Okay, so how is this product seminar different from a fam? “The difference from what would be a normal fam is probably the camaraderie, because it’s such a long-running event,” Pinheiro said (the trip is now in its 39th year). “Some agents have been coming for 30 years. As you can imagine, Hawaii morphs into different products. Agents haven’t seen the new Beachwalk or new Trump condo complex…People come back every year to get brushed up on what’s current in Hawaii, because now, with the Internet, we need to stay on top of things to consult our clientele.”

The trip, which is kept to a small group (as many as can fit on a bus for easy transportation), still has a few seats left, and has been opened up to other ASTA chapters. But “we’re not in a position where we let just anybody go,” Pinheiro said. (As evidence of this, they ask for a 1099 form to verify that the applicant is a full-time agent.) The reason for the tight security, he explained, is because the trip is supported by a professional group of hoteliers and tourism boards in Hawaii, many of whom meet with the agents in a day-long trade show that ends the trip. “It’s not free for them to be at our trade show, and we expect—as they do—to give them quality travel professionals who will come and speak with them and send their clients. This is a working educational product seminar.”
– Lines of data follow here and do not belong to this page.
// tests/postgres_tests.rs
//! Runs against a real PostgreSQL when `STOREFRONT_TEST_DATABASE_URL` is set;
//! otherwise each test returns early.
mod common;

use common::*;
use serial_test::serial;
use std::sync::Arc;
use storefront::models::{AddCartItem, CollectionInput, NewUser, PlaceOrder, User};
use storefront::services::{carts, catalog, orders};
use storefront::{Datastore, ErrorKind, PgDatastore};
use uuid::Uuid;

const DB_ENV: &str = "STOREFRONT_TEST_DATABASE_URL";

async fn connect() -> Option<PgDatastore> {
  let url = match std::env::var(DB_ENV) {
    Ok(url) => url,
    Err(_) => {
      eprintln!("skipping: {} not set", DB_ENV);
      return None;
    }
  };
  let ds = PgDatastore::connect(&url, 8).await.expect("connect");
  ds.migrate().await.expect("migrate");
  Some(ds)
}

async fn unique_user(ds: &PgDatastore, superuser: bool) -> User {
  let name = format!("pg-{}", Uuid::new_v4().simple());
  ds.create_user(&NewUser {
    is_staff: superuser,
    is_superuser: superuser,
    ..new_user(&name)
  })
  .await
  .expect("user")
}

#[tokio::test]
#[serial]
async fn pg_cart_upsert_and_conversion() {
  setup_tracing();
  let Some(ds) = connect().await else { return };
  let root = unique_user(&ds, true).await;
  let buyer = unique_user(&ds, false).await;

  let collection = catalog::create_collection(
    &ds,
    Some(&root),
    &CollectionInput {
      title: "PG kitchen".to_string(),
    },
  )
  .await
  .unwrap();
  let mug = catalog::create_product(&ds, Some(&root), &product_input("PG Mug", collection.id, 1_000))
    .await
    .unwrap();

  let cart_id = cart_with(&ds, &[(mug.product.id, 3)]).await;
  let line = carts::add_item(
    &ds,
    cart_id,
    &AddCartItem {
      product_id: mug.product.id,
      quantity: 2,
    },
  )
  .await
  .unwrap();
  assert_eq!(line.quantity, 5);
  assert_eq!(carts::list_items(&ds, cart_id).await.unwrap().len(), 1);

  let order = orders::place_order(&ds, Some(&buyer), &PlaceOrder { cart_id })
    .await
    .unwrap();
  assert_eq!(order.items.len(), 1);
  assert_eq!(order.items[0].quantity, 5);
  assert_eq!(order.items[0].unit_price_cents, 1_000);
  assert_eq!(
    carts::get_cart(&ds, cart_id).await.unwrap_err().kind(),
    ErrorKind::NotFound
  );

  let err = catalog::delete_product(&ds, Some(&root), mug.product.id).await.unwrap_err();
  assert_eq!(err.kind(), ErrorKind::NotAllowed);
  let err = catalog::delete_collection(&ds, Some(&root), collection.id).await.unwrap_err();
  assert_eq!(err.kind(), ErrorKind::NotAllowed);
}

#[tokio::test]
#[serial]
async fn pg_quantity_overflow_is_a_field_error() {
  setup_tracing();
  let Some(ds) = connect().await else { return };
  let root = unique_user(&ds, true).await;
  let collection = catalog::create_collection(
    &ds,
    Some(&root),
    &CollectionInput {
      title: "PG pantry".to_string(),
    },
  )
  .await
  .unwrap();
  let jar = catalog::create_product(&ds, Some(&root), &product_input("PG Jar", collection.id, 300))
    .await
    .unwrap();
  let cart_id = cart_with(&ds, &[(jar.product.id, i32::MAX)]).await;

  let err = carts::add_item(
    &ds,
    cart_id,
    &AddCartItem {
      product_id: jar.product.id,
      quantity: 1,
    },
  )
  .await
  .unwrap_err();
  assert_eq!(err.kind(), ErrorKind::Validation);
  assert!(err.field_errors().unwrap().contains("quantity"));
  assert_eq!(carts::list_items(&ds, cart_id).await.unwrap()[0].quantity, i32::MAX);
}

#[tokio::test]
#[serial]
async fn pg_empty_cart_is_rejected() {
  setup_tracing();
  let Some(ds) = connect().await else { return };
  let buyer = unique_user(&ds, false).await;
  let cart_id = cart_with(&ds, &[]).await;

  let err = orders::place_order(&ds, Some(&buyer), &PlaceOrder { cart_id })
    .await
    .unwrap_err();
  assert!(err.field_errors().unwrap().contains("cart_id"));
  assert!(carts::get_cart(&ds, cart_id).await.is_ok());
}

#[tokio::test(flavor = "multi_thread", worker_threads = 4)]
#[serial]
async fn pg_concurrent_conversions_succeed_once() {
  setup_tracing();
  let Some(ds) = connect().await else { return };
  let root = unique_user(&ds, true).await;
  let buyer = unique_user(&ds, false).await;
  let collection = catalog::create_collection(
    &ds,
    Some(&root),
    &CollectionInput {
      title: "PG race".to_string(),
    },
  )
  .await
  .unwrap();
  let tea = catalog::create_product(&ds, Some(&root), &product_input("PG Tea", collection.id, 450))
    .await
    .unwrap();
  let cart_id = cart_with(&ds, &[(tea.product.id, 2)]).await;

  let ds = Arc::new(ds);
  let mut handles = Vec::new();
  for _ in 0..4 {
    let ds = Arc::clone(&ds);
    let buyer = buyer.clone();
    handles.push(tokio::spawn(async move {
      orders::place_order(ds.as_ref(), Some(&buyer), &PlaceOrder { cart_id }).await
    }));
  }

  let mut placed = 0;
  for handle in handles {
    match handle.await.expect("task panicked") {
      Ok(_) => placed += 1,
      Err(e) => assert_eq!(e.kind(), ErrorKind::NotFound, "unexpected error: {}", e),
    }
  }
  assert_eq!(placed, 1);
}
The trade show is also a place to branch out and create new business. For example, several years back, a couple struck up a relationship with a Maui hotel they discovered at the show. The husband, Pinheiro remembered, had noticed that none of the Hawaii hotels they had seen offered any kind of all-inclusive program, and mentioned this to the hotelier. Together, they created a unique five-night all-inclusive program unlike anything else on the islands, offering their clients something they couldn’t find at any other hotel or any other agency.